You are viewing a plain text version of this content. The canonical link for it is here.
Posted to dev@httpd.apache.org by "William A. Rowe, Jr." <wr...@rowe-clan.net> on 2008/06/14 22:42:03 UTC

showstopper to 1.3.1?

Guys, if anyone is looking at this, I'll hold off from tagging a bit longer,
as I'd rather have apr-1.3.1 address all the platform quirks we identified
in preparing 2.2.9 for release.  But if I hear nothing, I'll have to just 
move ahead :)

Bill

Paul Querna wrote:
> 
> On aurora.apache.org, shortly after installing the new version, we hit a 
> problem with apr_pollset_poll:
> 
> [Thu Jun 12 05:36:51 2008] [error] (70007)The timeout specified has 
> expired: apr_pollset_poll: (listen)
> [Thu Jun 12 05:36:52 2008] [notice] caught SIGTERM, shutting down
> 
> If you look in worker.c, around line 687, you can see that if do a 
> graceful shutdown if we get an unexpected error from apr_pollset_poll.
> 
> This appears to be a regression caused by r641661:
> https://svn.apache.org/viewvc?view=rev&revision=641661
> 
> Which was a fix for PR 42580: 
> https://issues.apache.org/bugzilla/show_bug.cgi?id=42580
> 
> This appears to be an relative edge case on Solaris 10 -- it hasn't 
> happened again, and it is a regression in APR, but relatively small, so 
> I am still +1 for httpd-2.2.9 shipping.


Re: showstopper to 1.3.1?

Posted by Plüm, Rüdiger, VF-Group <ru...@vodafone.com>.
 

> -----Ursprüngliche Nachricht-----
> Von: Joe Orton  
> Gesendet: Mittwoch, 18. Juni 2008 17:20
> An: Ruediger Pluem
> Cc: APR Developer List; dev@httpd.apache.org
> Betreff: Re: showstopper to 1.3.1?
> 
> On Sat, Jun 14, 2008 at 11:24:43PM +0200, Ruediger Pluem wrote:
> > So the code before said that if port_getn returns -1 (== 
> fails) we return APR_TIMEUP
> > if the error is ETIME or EINTR and APR_EGENERAL.
> > So IMHO the error message (in this IMHO the same) would 
> have been shown with the old
> > code.
> > What is more strange to me is that we get a timeout error 
> ((70007)The timeout specified has
> > expired: apr_pollset_poll:) even thought we called 
> apr_pollset_poll with -1 as timeout which
> > means wait indefinitely or no timeout.
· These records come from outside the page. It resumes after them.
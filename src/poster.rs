use std::fmt;

use image::imageops::FilterType;
use reqwest::blocking::Client;

use crate::{
    config::Config,
    error::{AppError, AppResult},
};

/// Poster display box
pub const MAX_WIDTH: u32 = 200;
pub const MAX_HEIGHT: u32 = 300;

pub const NO_POSTER: &str = "No poster available";
pub const LOADING_POSTER: &str = "Loading poster...";

/// Decoded, resized RGBA poster
#[derive(Clone, PartialEq)]
pub struct PosterImage {
    pub url: String,
    pub width: u32,
    pub height: u32,
    pub pixels: Vec<u8>,
}

impl PosterImage {
    /// Bytes per row of `pixels`
    pub fn stride(&self) -> usize {
        self.width as usize * 4
    }
}

impl fmt::Debug for PosterImage {
    fn fmt(&self, f: &mut fmt::Formatter<'_>) -> fmt::Result {
        f.debug_struct("PosterImage")
            .field("url", &self.url)
            .field("width", &self.width)
            .field("height", &self.height)
            .field("bytes", &self.pixels.len())
            .finish()
    }
}

/// Something that can download poster bytes
#[cfg_attr(test, mockall::automock)]
pub trait PosterSource: Send + Sync {
    fn download(&self, url: &str) -> AppResult<Vec<u8>>;
}

pub struct HttpPosterSource {
    client: Client,
}

impl HttpPosterSource {
    pub fn new(config: &Config) -> AppResult<Self> {
        let client = Client::builder().timeout(config.timeout).build()?;
        Ok(Self { client })
    }
}

impl PosterSource for HttpPosterSource {
    fn download(&self, url: &str) -> AppResult<Vec<u8>> {
        let response = self.client.get(url).send()?;
        let status = response.status();
        // Anything but 200 counts as a failed download
        if status != reqwest::StatusCode::OK {
            return Err(AppError::HttpStatus {
                status: status.as_u16(),
                url: url.to_string(),
            });
        }
        Ok(response.bytes()?.to_vec())
    }
}

/// Uniform scale that fits `width`x`height` inside the box, may enlarge
pub fn fit_within(width: u32, height: u32, max_width: u32, max_height: u32) -> (u32, u32) {
    if width == 0 || height == 0 {
        return (0, 0);
    }
    let ratio = f64::min(
        f64::from(max_width) / f64::from(width),
        f64::from(max_height) / f64::from(height),
    );
    let scaled = |v: u32| ((f64::from(v) * ratio) as u32).max(1);
    (scaled(width), scaled(height))
}

pub fn decode(url: &str, bytes: &[u8]) -> AppResult<PosterImage> {
    let image = image::load_from_memory(bytes)?;
    let (width, height) = fit_within(image.width(), image.height(), MAX_WIDTH, MAX_HEIGHT);
    if width == 0 || height == 0 {
        return Err(AppError::InvalidInput(format!("empty image at {}", url)));
    }

    let resized = image.resize_exact(width, height, FilterType::Lanczos3).to_rgba8();
    Ok(PosterImage {
        url: url.to_string(),
        width,
        height,
        pixels: resized.into_raw(),
    })
}

/// Download and decode a poster; `None` means show the placeholder
pub fn fetch(source: &dyn PosterSource, url: Option<&str>) -> Option<PosterImage> {
    let url = match url {
        Some(url) => url,
        None => {
            tracing::debug!("Movie has no poster");
            return None;
        }
    };

    let result = source.download(url).and_then(|bytes| decode(url, &bytes));
    match result {
        Ok(poster) => {
            tracing::debug!(url, width = poster.width, height = poster.height, "Poster loaded");
            Some(poster)
        }
        Err(e) => {
            tracing::warn!(url, error = %e, "Error loading poster");
            None
        }
    }
}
The implementation 
> of apr_pollset_poll seems to be
> > correct as it ensures that we supply NULL in this case to 
> port_getn. But OTOH the man page
> > for port_get / port_getn documents timeout behaviour only 
> for port_get (setting timeout parameter
> > to null means not timeout) not for port_getn. So couldn't 
> this be a Solaris bug?
> 
> It may be working as designed - this code path gets trigged 
> when all the 
> fds in the pollset get closed asynchronously; see PR 42829 and the 
> thread concerning that bug on this list.

So do I get it correct that port_getn if called only with closed
fd's associated to this port returns immediately with ETIME set as
errno despite its timeout being set to infinite?

> 
> If it is working as designed it is arguably more useful than 
> the epoll 
> behaviour in the same case; at least, it's more useful for httpd.  
> AFAICT the only effect of this to prefork is to generate some 
> error_log 
> spam; could be ignored easily enough.
> 
> The APR change r641661 certainly looks correct anyway.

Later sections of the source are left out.